# POSSESSION LIMITS



## Uncle Fuzzy (Dec 27, 2005)

I heard a rumor the other day that ND was going to increase the possession limit to three days bag as opposed to the two at present. Is there any truth to this?


----------



## Sasha and Abby (May 11, 2004)

no


----------



## KEN W (Feb 22, 2002)

Nd did go with the 3 day possession limit for Early Canadas......15 per day and 45 in possession.They haven't put out the new regs yet.Governor has to sign it fist.So there is the possibility of a 3 day possession limit.


----------



## dakotashooter2 (Oct 31, 2003)

Of course they will........They probably get daily calls from the guides/outfitters...................


----------



## Feathers (Oct 27, 2011)

Yes. Feds changed it and I do not believe it is something the states can opt out of. I could be incorrect but that is my understanding. It sure would be nice for the guys who travel there to hunt.


----------



## fieldgeneral (Feb 12, 2013)

I thought I heard they went to the 3- day possesion limit as well. The moderators should look into things a little closer before putting up a one word reply, being he is from South Carolina maybe he is not up to the ND regulations yet.


----------



## Ron Gilmore (Jan 7, 2003)

Do not know what the state will do but it is more than likely they will follow the Fed regulations regarding possession.
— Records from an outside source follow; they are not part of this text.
#[allow(non_snake_case)]
pub mod Balancer;
#[allow(non_snake_case)]
pub mod Examples;
#[allow(non_snake_case)]
pub mod LinAlg;
#[allow(non_snake_case)]
pub mod Utils;

use Examples::balancer_examples::balancer_examples;
use Utils::logger::init_logger;
use log::LevelFilter;

pub fn main() {
    //
    init_logger(LevelFilter::Info);
    let task: usize = 0;
    balancer_examples(task);
}
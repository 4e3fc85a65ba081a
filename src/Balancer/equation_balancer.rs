//! # Equation Balancer Module
//!
//! ## Aim
//! Balances a chemical reaction equation by exact linear algebra: the equation is
//! turned into a stoichiometry matrix (one column per compound, one row per conserved
//! symbol - every element plus net charge), the null space of that matrix is computed,
//! and each null-space basis vector is scaled to the smallest coprime integer
//! coefficients.
//!
//! ## Main Data Structures and Logic
//! - `EquationBalancer`: pipeline struct collecting everything derived from one
//!   equation (compound substrings, parsed composition records, symbol universe,
//!   stoichiometry matrix, integer solutions)
//! - `BalanceOutcome`: unique balanced equation, several independent basis equations,
//!   or no solution; the last two are legitimate chemical outcomes, not errors
//! - matrix entries are unsigned; the sign pattern of a null-space vector decides
//!   which side of the arrow each compound lands on (the sign of the first nonzero
//!   coefficient marks the left side)
//!
//! ## Key Methods
//! - `tokenize()` / `parse_compounds()` / `create_chemical_matrix()`: pipeline stages
//! - `solve()`: reduction, zero-row removal, nullity test, null-space extraction via
//!   the append-identity-and-invert construction, integerization, formatting
//! - `balance_equation()`: one-shot convenience over the whole pipeline
//!
//! ## Usage
//! ```rust, ignore
//! let outcome = balance_equation("Fe+O2→Fe2O3")?;
//! assert_eq!(outcome, BalanceOutcome::Unique("4Fe + 3O2 → 2Fe2O3".to_string()));
//! ```
use crate::Balancer::compound_parser::{ChemicalCompound, ParseError, parse_compound};
use crate::Balancer::equation_tokenizer::{CHARGE_SYMBOL, find_all_elements, split_equation};
use crate::LinAlg::matrix::{Matrix, MatrixError};
use log::{debug, info};
use num_bigint::{BigInt, Sign};
use num_integer::Integer;
use num_rational::BigRational;
use num_traits::{One, Signed, Zero};
use prettytable::{Cell, Row, Table};
use serde::{Deserialize, Serialize};
use thiserror::Error;

/// error types for the balancing pipeline
#[derive(Debug, Error, Clone, PartialEq, Eq)]
pub enum BalanceError {
    #[error("Parse error: {0}")]
    Parse(#[from] ParseError),
    #[error("Matrix error: {0}")]
    Matrix(#[from] MatrixError),
    /// Defect-class failure: an invariant the pipeline establishes beforehand did not
    /// hold (e.g. the extended matrix failed to invert after nullity >= 1 was checked)
    #[error("Internal invariant violated: {0}")]
    Internal(&'static str),
}

/// Outcome of balancing one equation. `NoSolution` and `Underdetermined` are normal
/// chemical outcomes: the first means the equation as written cannot be balanced, the
/// second that the solution space has more than one independent direction and the
/// caller must combine the reported basis equations.
#[derive(Debug, Clone, PartialEq, Eq, Serialize, Deserialize)]
pub enum BalanceOutcome {
    Unique(String),
    Underdetermined(Vec<String>),
    NoSolution,
}

/// THE STRUCT EquationBalancer COLLECTS EVERYTHING DERIVED FROM ONE EQUATION while it
/// is being balanced: the compound substrings in order, their parsed composition
/// records, the symbol universe (elements in first-appearance order plus "Charge"
/// when used), the stoichiometry matrix and the integer solution vectors.
/// Nothing is shared between balancing calls.
#[derive(Debug, Clone)]
pub struct EquationBalancer {
    pub equation: String,
    pub compounds: Vec<String>,
    pub parsed_compounds: Vec<ChemicalCompound>,
    pub elements: Vec<String>,
    pub chemical_matrix: Option<Matrix<BigRational>>,
    pub solutions: Vec<Vec<BigInt>>,
}

impl EquationBalancer {
    pub fn new(equation: &str) -> Self {
        Self {
            equation: equation.to_string(),
            compounds: Vec::new(),
            parsed_compounds: Vec::new(),
            elements: Vec::new(),
            chemical_matrix: None,
            solutions: Vec::new(),
        }
    }

    /// Splits the equation into compound substrings and collects the symbol universe
    pub fn tokenize(&mut self) -> Result<(), BalanceError> {
        self.compounds = split_equation(&self.equation)?;
        self.elements = find_all_elements(&self.equation);
        debug!(
            "tokenized {} compounds over symbols {:?}",
            self.compounds.len(),
            self.elements
        );
        Ok(())
    }

    /// Parses every compound substring into its composition record
    pub fn parse_compounds(&mut self) -> Result<(), BalanceError> {
        self.parsed_compounds = self
            .compounds
            .iter()
            .map(|compound| parse_compound(compound))
            .collect::<Result<Vec<_>, _>>()?;
        Ok(())
    }

    /// Assembles the stoichiometry matrix: one column per compound in equation order,
    /// one row per symbol in universe order; every entry is that compound's exact
    /// count for that symbol (the net charge for the "Charge" row). Leading compound
    /// multipliers are bookkeeping for amounts of substance and stay out of the
    /// matrix.
    pub fn create_chemical_matrix(&mut self) -> Result<(), BalanceError> {
        let mut matrix = Matrix::new(self.compounds.len(), self.elements.len());

        for (i, compound) in self.parsed_compounds.iter().enumerate() {
            for (element, count) in compound.elements.iter().zip(compound.counts.iter()) {
                let row = self
                    .elements
                    .iter()
                    .position(|e| e == element)
                    .ok_or(BalanceError::Internal(
                        "parsed element missing from the symbol universe",
                    ))?;
                matrix[(i, row)] = count.clone();
            }

            if compound.charge != 0 {
                let row = self
                    .elements
                    .iter()
                    .position(|e| e == CHARGE_SYMBOL)
                    .ok_or(BalanceError::Internal(
                        "charged compound but no charge row in the symbol universe",
                    ))?;
                matrix[(i, row)] = BigRational::from_integer(BigInt::from(compound.charge));
            }
        }

        self.chemical_matrix = Some(matrix);
        Ok(())
    }

    /// Runs the whole pipeline and returns the balancing outcome.
    ///
    /// The stoichiometry matrix is reduced, redundant all-zero rows are dropped and
    /// the nullity is read off. Nullity <= 0 means no solution. Otherwise the reduced
    /// matrix is extended with a [0 | I] block to a square matrix and inverted; the
    /// last `nullity` columns of the inverse span the null space. Each basis column is
    /// scaled to coprime integers and formatted, the sign of its first nonzero entry
    /// choosing the left side of the arrow.
    pub fn solve(&mut self) -> Result<BalanceOutcome, BalanceError> {
        info!("balancing equation: {}", self.equation);
        self.tokenize()?;
        self.parse_compounds()?;
        self.create_chemical_matrix()?;

        let matrix = self
            .chemical_matrix
            .as_ref()
            .ok_or(BalanceError::Internal("chemical matrix was not assembled"))?;
        let mut reduced = matrix.reduced_row_echelon_form();

        // redundant element constraints reduce to all-zero rows
        let mut i = 0;
        while i < reduced.row_number() {
            let all_zeros = reduced
                .get_row(i)?
                .to_flat_vec()
                .iter()
                .all(|value| value.is_zero());
            if all_zeros {
                reduced.remove_row(i)?;
            } else {
                i += 1;
            }
        }

        let column_number = reduced.column_number();
        if reduced.row_number() >= column_number {
            info!("no balancing solution: the stoichiometry matrix has full column rank");
            return Ok(BalanceOutcome::NoSolution);
        }
        let nullity = column_number - reduced.row_number();
        debug!(
            "reduced matrix is {}x{}, nullity {}",
            column_number,
            reduced.row_number(),
            nullity
        );

        let mut part = Matrix::new(column_number - nullity, nullity);
        part.append_columns(&Matrix::identity(nullity))?;
        reduced.append_rows(&part)?;

        let inverse = reduced.inverse().map_err(|_| {
            BalanceError::Internal("the extended stoichiometry matrix could not be inverted")
        })?;

        self.solutions.clear();
        let mut formatted = Vec::new();
        for i in 1..=nullity {
            let raw = inverse.column_values(inverse.column_number() - i)?;
            let solution = integerize(&raw);
            formatted.push(self.format_solution(&solution));
            self.solutions.push(solution);
        }

        if nullity == 1 {
            let equation = formatted.pop().unwrap();
            info!("balanced: {}", equation);
            Ok(BalanceOutcome::Unique(equation))
        } else {
            info!("{} independent balancing solutions", nullity);
            Ok(BalanceOutcome::Underdetermined(formatted))
        }
    }

    /// Formats one integer solution vector as a balanced equation. Compounds whose
    /// coefficient shares the sign of the first nonzero coefficient go left of the
    /// arrow, the rest go right; magnitude-1 coefficients are not written and
    /// zero-coefficient compounds are left out.
    fn format_solution(&self, solution: &[BigInt]) -> String {
        let side_sign = solution
            .iter()
            .find(|value| !value.is_zero())
            .map(|value| value.sign())
            .unwrap_or(Sign::Plus);

        let mut reactants = Vec::new();
        let mut products = Vec::new();
        for (value, compound) in solution.iter().zip(self.parsed_compounds.iter()) {
            if value.is_zero() {
                continue;
            }
            let magnitude = value.abs();
            let coefficient = if magnitude.is_one() {
                String::new()
            } else {
                magnitude.to_string()
            };
            let term = format!("{}{}", coefficient, compound.symbol);
            if value.sign() == side_sign {
                reactants.push(term);
            } else {
                products.push(term);
            }
        }

        format!("{} → {}", reactants.join(" + "), products.join(" + "))
    }

    /// Prints the stoichiometry matrix with its symbol and compound labels
    pub fn pretty_print(&self) {
        if let Some(matrix) = &self.chemical_matrix {
            let mut table = Table::new();

            let mut header = vec![Cell::new("")];
            header.extend(self.compounds.iter().map(|c| Cell::new(c)));
            table.add_row(Row::new(header));

            for (row_index, element) in self.elements.iter().enumerate() {
                let mut cells = vec![Cell::new(element)];
                for column in 0..matrix.column_number() {
                    let value = &matrix[(column, row_index)];
                    cells.push(Cell::new(&value.to_string()));
                }
                table.add_row(Row::new(cells));
            }
            table.printstd();
        } else {
            println!("EquationBalancer::pretty_print: chemical_matrix is None");
        }
    }
}

/// Scales a null-space vector to the smallest coprime integer vector pointing the
/// same way: every entry is multiplied by lcm(denominators) / gcd(numerators), which
/// makes all entries exact integers sharing no common divisor.
pub(crate) fn integerize(raw: &[BigRational]) -> Vec<BigInt> {
    let mut lcm = BigInt::one();
    let mut gcd = BigInt::zero();
    for value in raw {
        lcm = lcm.lcm(value.denom());
        gcd = gcd.gcd(value.numer());
    }
    if gcd.is_zero() {
        return raw.iter().map(|value| value.to_integer()).collect();
    }

    let k = BigRational::new(lcm, gcd);
    raw.iter().map(|value| (value * &k).to_integer()).collect()
}

/// Balances a chemical equation given as text. One-shot convenience over
/// [`EquationBalancer`].
/// # Example
/// ```
/// use ChemBalance::Balancer::equation_balancer::{BalanceOutcome, balance_equation};
/// let outcome = balance_equation("H2 +O2→H2O").unwrap();
/// assert_eq!(outcome, BalanceOutcome::Unique("2H2 + O2 → 2H2O".to_string()));
/// ```
pub fn balance_equation(input: &str) -> Result<BalanceOutcome, BalanceError> {
    EquationBalancer::new(input).solve()
}
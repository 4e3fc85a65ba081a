//! # Generic Exact Matrix Module
//!
//! ## Aim
//! This module provides a dense 2D matrix over any field-like numeric type with the
//! elementary operations needed for stoichiometric calculations: construction, row and
//! column manipulation, reduction to reduced row echelon form, rank and nullity,
//! determinants and Gauss-Jordan inversion.
//!
//! ## Main Data Structures and Logic
//! - `Matrix<T>`: dense row-major container; row and column counts are always derived
//!   from the backing storage and never stored separately
//! - `MatrixElement`: blanket trait alias over num-traits bounds (`Signed` gives the
//!   four arithmetic operations, zero, one and absolute value; `PartialOrd` gives the
//!   pivot comparison; equality is exact)
//! - `MatrixError`: dimension and invertibility failures
//! - the element accessor takes (column, row) order - x before y - everywhere
//!
//! ## Key Methods
//! - `reduced_row_echelon_form()`: pivot-by-pivot reduction; a pivot column is skipped
//!   when the sum of its entries at or below the pivot row is exactly zero, otherwise
//!   the entry of greatest absolute value is swapped in as the pivot
//! - `rank()` / `nullity()`: derived from the reduction
//! - `inverse()`: Gauss-Jordan elimination run in parallel on a working copy and an
//!   identity matrix
//! - `determinant()`: cofactor expansion along the first row
//!
//! ## Usage
//! ```rust, ignore
//! let m = Matrix::from_vec(vec![vec![2.0, 0.0, 2.0], vec![0.0, 2.0, 1.0]])?;
//! let reduced = m.reduced_row_echelon_form();
//! assert_eq!(m.nullity(), 1);
//! ```
use num_traits::Signed;
use prettytable::{Cell, Row, Table};
use serde::{Deserialize, Serialize};
use std::fmt::Display;
use std::ops::{Add, Div, Index, IndexMut, Mul, Neg, Sub};
use thiserror::Error;

/// Field-like element type: closed under +, -, *, /, with additive and multiplicative
/// identities, absolute value and exact equality. Implemented by BigRational and f64
/// among others; the balancing pipeline only ever instantiates the exact rational.
pub trait MatrixElement: Clone + PartialEq + PartialOrd + Signed {}
impl<T: Clone + PartialEq + PartialOrd + Signed> MatrixElement for T {}

/// error types for matrix construction and manipulation
#[derive(Debug, Error, Clone, PartialEq, Eq)]
pub enum MatrixError {
    #[error("Wrong matrix dimensions: expected length {expected}, found {found}")]
    DimensionMismatch { expected: usize, found: usize },
    #[error("{axis} index {index} out of bounds (length {len})")]
    OutOfBounds {
        axis: &'static str,
        index: usize,
        len: usize,
    },
    #[error("The matrix must have the same length in both directions")]
    NotSquare,
    #[error("The matrix is singular")]
    Singular,
}

/// Dense matrix over a field-like numeric type. Rows are stored as vectors of equal
/// length; the rectangular invariant is checked by every constructor and mutator.
#[derive(Debug, Clone, PartialEq, Serialize, Deserialize)]
pub struct Matrix<T> {
    values: Vec<Vec<T>>,
}
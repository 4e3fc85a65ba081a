/// Dense generic matrix over a field-like numeric type: construction, row and column
/// manipulation, reduced row echelon form, rank and nullity, determinant, Gauss-Jordan
/// inversion. The chemical balancer instantiates it with exact rationals so that pivot
/// decisions and integerization never suffer round-off.
/// # Examples
/// ```
/// use ChemBalance::LinAlg::matrix::Matrix;
/// use num_rational::BigRational;
/// use num_bigint::BigInt;
/// let r = |n: i64| BigRational::from_integer(BigInt::from(n));
/// let m = Matrix::from_vec(vec![vec![r(2), r(0), r(2)], vec![r(0), r(2), r(1)]]).unwrap();
/// assert_eq!(m.rank(), 2);
/// assert_eq!(m.nullity(), 1);
/// ```
pub mod matrix;
pub mod matrix_tests;
//! Predicate search
//!
//! Moves object by object until a node, or one of the containers entered
//! on the way to it, satisfies a predicate.

use vox_a11y::DomPredicate;
use vox_dom::{Document, DomTree, NodeId};

use crate::cursor::CursorSelection;
use crate::error::{NavError, NavResult};
use crate::object::BareObjectWalker;

/// Chain predicate: given nodes innermost first, the matching one
pub type ChainPredicate<'a> = &'a dyn Fn(&DomTree, &[NodeId]) -> Option<NodeId>;

/// `node` and its ancestors that do not contain `prev`, innermost first
pub fn unique_ancestors(tree: &DomTree, prev: NodeId, node: NodeId) -> Vec<NodeId> {
    std::iter::once(node)
        .chain(tree.ancestors(node))
        .take_while(|&a| a.is_valid() && !tree.contains(a, prev))
        .collect()
}

/// Full chain of `node` up to the document, innermost first
fn full_chain(tree: &DomTree, node: NodeId) -> Vec<NodeId> {
    std::iter::once(node).chain(tree.ancestors(node)).collect()
}

/// Search from `sel` in its direction for a match
///
/// Returns `Ok(None)` when the document boundary is reached first. An
/// iframe stops the search so the caller can descend into it.
pub fn find_next(
    doc: &Document,
    sel: &CursorSelection,
    predicate: ChainPredicate<'_>,
    max_steps: usize,
) -> NavResult<Option<CursorSelection>> {
    let tree = doc.tree();
    let reversed = sel.reversed;
    let objects = BareObjectWalker::new(max_steps);

    let mut current = sel.clone();
    if !sel.is_body_sentinel(doc) {
        // leave a matching container before looking for the next one
        if let Some(hit) = predicate(tree, &full_chain(tree, sel.directed_node())) {
            if hit != sel.directed_node() && tree.is_attached(hit) {
                current = CursorSelection::from_node(tree, hit).set_reversed(reversed);
            }
        }
    }

    for _ in 0..max_steps {
        let prev_node = current.directed_node();
        let Some(next) = objects.next(doc, &current)? else {
            return Ok(None);
        };
        let node = next.start.node;
        if node == prev_node {
            return Ok(None);
        }
        if tree.is_tag(node, "iframe") {
            return Ok(Some(next));
        }
        let chain = unique_ancestors(tree, prev_node, node);
        if let Some(hit) = predicate(tree, &chain) {
            return Ok(Some(CursorSelection::from_node(tree, hit).set_reversed(reversed)));
        }
        current = next;
    }
    tracing::warn!("search gave up after {} objects", max_steps);
    Err(NavError::TraversalExhausted { steps: max_steps })
}

/// [`find_next`] with a role predicate
pub fn find_predicate(
    doc: &Document,
    sel: &CursorSelection,
    predicate: &DomPredicate,
    max_steps: usize,
) -> NavResult<Option<CursorSelection>> {
    let chain = |tree: &DomTree, nodes: &[NodeId]| predicate.find(tree, nodes);
    find_next(doc, sel, &chain, max_steps)
}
If the feds do move it to 3 I cannot see any reason for the state not to do so as well. ND is not a state that looks to make additional regulations on waterfowl as they feel from an enforcement level that this complicates things way more than needed.


----------



## Feathers (Oct 27, 2011)

Ron Gilmore said:


> If the feds do move it to 3


The feds did move it to 3. MN and WI have both released regs with 3 times the dialy. I do not think possesion limits is something the states have an option on, but again, I could be incorrect on that.


----------



## CrazyWalsh81 (Nov 30, 2011)

Minnesota also allows 2 Cans this year, but if you remeber back when the Feds allowed for 3 Wood Ducks to be taken, Minnesota left it at two...States can take away from federal laws and make it less, but can not add to it.

That being said North Dakota isn't going to not follow the max amount allowed by federal law so we should see the 3 times this year.


----------